Y, cuando cumplieron todo lo que prescribía la ley del Señor, se volvieron a Galilea, a su ciudad de Nazaret. El niño, por su parte, iba creciendo y robusteciéndose, lleno de sabiduría; y la gracia de Dios estaba con él.
Palabra del Señor
REFLEXIÓN
Celebramos hoy la fiesta de la Presentación del Señor en el templo, entra en el templo para restaurar el verdadero culto. Cuarenta días después de la Navidad, en esta fiesta se prolonga el tema de Cristo luz, que caracteriza la Navidad y de la Epifanía.
Esta presentación es el primer encuentro del Mesías con el pueblo creyente, el resto de Israel, representados en los santos ancianos Simeón y Ana que, iluminados por el Espíritu Santo, convirtieron el misterio en revelación, reconocieron al Señor y lo proclamaron con alegría. Jesús es la presencia nueva y definitiva de Dios en medio de su pueblo. Es el Salvador.
Proclamaron que Dios es fiel y cumple sus promesas.
Hoy, en la Eucaristía, llevamos en las manos las candelas encendidas, tal como María llevaba a Cristo, luz de las naciones, y vamos al encuentro del Señor y lo reconocemos realmente presente en allí, donde nos alimenta con el pan de la Palabra y con su Cuerpo y Sangre.
La segunda lectura, de la carta a los Hebreos, nos invita vivir en la alegría y en la esperanza, a abrirle el corazón a Jesucristo, Dios y hombre verdadero, que es Hijo de Dios, pero también es uno de nuestra familia, hermano nuestro, por eso puede ser un Sumo Sacerdote compasivo y fiel, que ha pasado por la prueba del dolor, puede auxiliar ahora a los que pasan por ella, y aniquiló al que tenía el poder de la muerte, es decir, al diablo, y liberó a todos los que por miedo a la muerte pasaban la vida entera como esclavos.
Nos invita a entregarle al Señor nuestros miedos, por los que tantas veces el diablo quiere paralizarnos: miedo al sufrimiento, a la debilidad, al fracaso, a la crítica, a… y te invita a ver la victoria de Jesucristo sobre tus miedos.
Pero la Palabra también nos dice que la puerta del corazón tiene la llave por dentro.
El Señor llama a tu puerta-. Pero tú, en tu libertad puedes abrirle o no: Jesucristo será siempre como una bandera discutida: así quedará clara la actitud de muchos corazones.
La salvación que trae no se impone.
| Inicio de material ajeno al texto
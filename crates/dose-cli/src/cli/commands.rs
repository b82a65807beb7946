use super::CliError;
use super::plan::load_plan;
use anyhow::Context;
use dose_core::archive::read_archive;
use dose_core::common::config::{ExecutionPatch, load_options_patch};
use dose_core::numerics::stable_sum;
use dose_core::{
    AlgorithmKind, ArchiveMetadata, CalculationReport, DoseCalculator, DoseError, DoseGrid,
    NumericalWarning, OptionsPatch,
};
use serde::Serialize;
use std::path::{Path, PathBuf};

#[derive(clap::Args)]
pub(super) struct CalculateArgs {
    /// Plan file (JSON) with volume, beams, structures and options
    #[arg(long)]
    plan: PathBuf,

    /// Dose archive output path
    #[arg(long)]
    output: PathBuf,

    /// Algorithm name or alias; overrides the plan
    #[arg(long)]
    algorithm: Option<String>,

    /// Options patch file (JSON) merged over the plan options
    #[arg(long)]
    options: Option<PathBuf>,

    /// Disable the accelerated backend
    #[arg(long)]
    serial: bool,
}

#[derive(clap::Args)]
pub(super) struct InspectArgs {
    /// Dose archive to read
    #[arg(long)]
    archive: PathBuf,
}

#[derive(Serialize)]
struct CalculationSummary<'a> {
    #[serde(flatten)]
    report: &'a CalculationReport,
    shape: [usize; 3],
    max_dose: f64,
    warnings: &'a [NumericalWarning],
    output: String,
}

#[derive(Debug, Clone, Copy, PartialEq, Serialize)]
struct DoseStatistics {
    min: f64,
    max: f64,
    mean: f64,
    nonzero_voxels: usize,
}

impl DoseStatistics {
    fn of(dose: &DoseGrid) -> Self {
        let values = dose.as_slice();
        let min = values.iter().copied().fold(f64::INFINITY, f64::min);
        let mean = if values.is_empty() {
            0.0
        } else {
            stable_sum(values.iter().copied()) / values.len() as f64
        };
        Self {
            min: if values.is_empty() { 0.0 } else { min },
            max: dose.max_value(),
            mean,
            nonzero_voxels: values.iter().filter(|value| **value != 0.0).count(),
        }
    }
}

#[derive(Serialize)]
struct ArchiveSummary<'a> {
    archive: String,
    metadata: &'a ArchiveMetadata,
    statistics: DoseStatistics,
}

pub(super) fn run_calculate_command(args: CalculateArgs) -> Result<i32, CliError> {
    let loaded = load_plan(&args.plan).map_err(DoseError::from)?;
    tracing::debug!(
        plan = %args.plan.display(),
        beams = loaded.plan.beams.len(),
        structures = loaded.plan.structures.len(),
        "plan loaded"
    );
    let mut calculator = DoseCalculator::new();
    loaded.apply(&mut calculator)?;

    if let Some(path) = &args.options {
        calculator.set_options(load_options_patch(path).map_err(DoseError::from)?)?;
    }
    if args.serial {
        calculator.set_options(OptionsPatch {
            execution: Some(ExecutionPatch {
                accelerated: Some(false),
                threads: None,
            }),
            ..OptionsPatch::default()
        })?;
    }
    if let Some(name) = args.algorithm.as_deref().or(loaded.plan.algorithm.as_deref()) {
        calculator.set_algorithm(name.parse::<AlgorithmKind>()?);
    }

    let dose = calculator.calculate_dose()?;
    calculator.save_dose_matrix(&args.output)?;

    let report = calculator
        .last_report()
        .context("calculation finished without a report")?;
    let summary = CalculationSummary {
        report,
        shape: dose.shape(),
        max_dose: dose.max_value(),
        warnings: calculator.warnings(),
        output: display_path(&args.output),
    };
    let rendered =
        serde_json::to_string_pretty(&summary).context("failed to render calculation summary")?;
    println!("{rendered}");
    Ok(0)
}

pub(super) fn run_inspect_command(args: InspectArgs) -> Result<i32, CliError> {
    let archive = read_archive(&args.archive).map_err(DoseError::from)?;
    let summary = ArchiveSummary {
        archive: display_path(&args.archive),
        metadata: &archive.metadata,
        statistics: DoseStatistics::of(&archive.dose),
    };
    let rendered =
        serde_json::to_string_pretty(&summary).context("failed to render archive summary")?;
    println!("{rendered}");
    Ok(0)
}

/// One line per algorithm: the canonical name first, then its aliases.
pub(super) fn run_algorithms_command() -> Result<i32, CliError> {
    for kind in AlgorithmKind::ALL {
        println!("{}", kind.aliases().join(", "));
    }
    Ok(0)
}

fn display_path(path: &Path) -> String {
    path.display().to_string()
}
Tampoco se hereda. Se acoge, libre y personalmente, o se rechaza. Dios, que te creó sin ti, no te salvará sin ti (san Agustín).
Estoy a la puerta y llamo. Si alguien escucha mi voz y abre la puerta, entraré en su casa y cenaré con él y él conmigo (cf. Ap 3, 20).
¡No tengas miedo! Si crees, verás la gloria de Dios.
¡Ven Espíritu Santo! (cf. Lc 11, 13).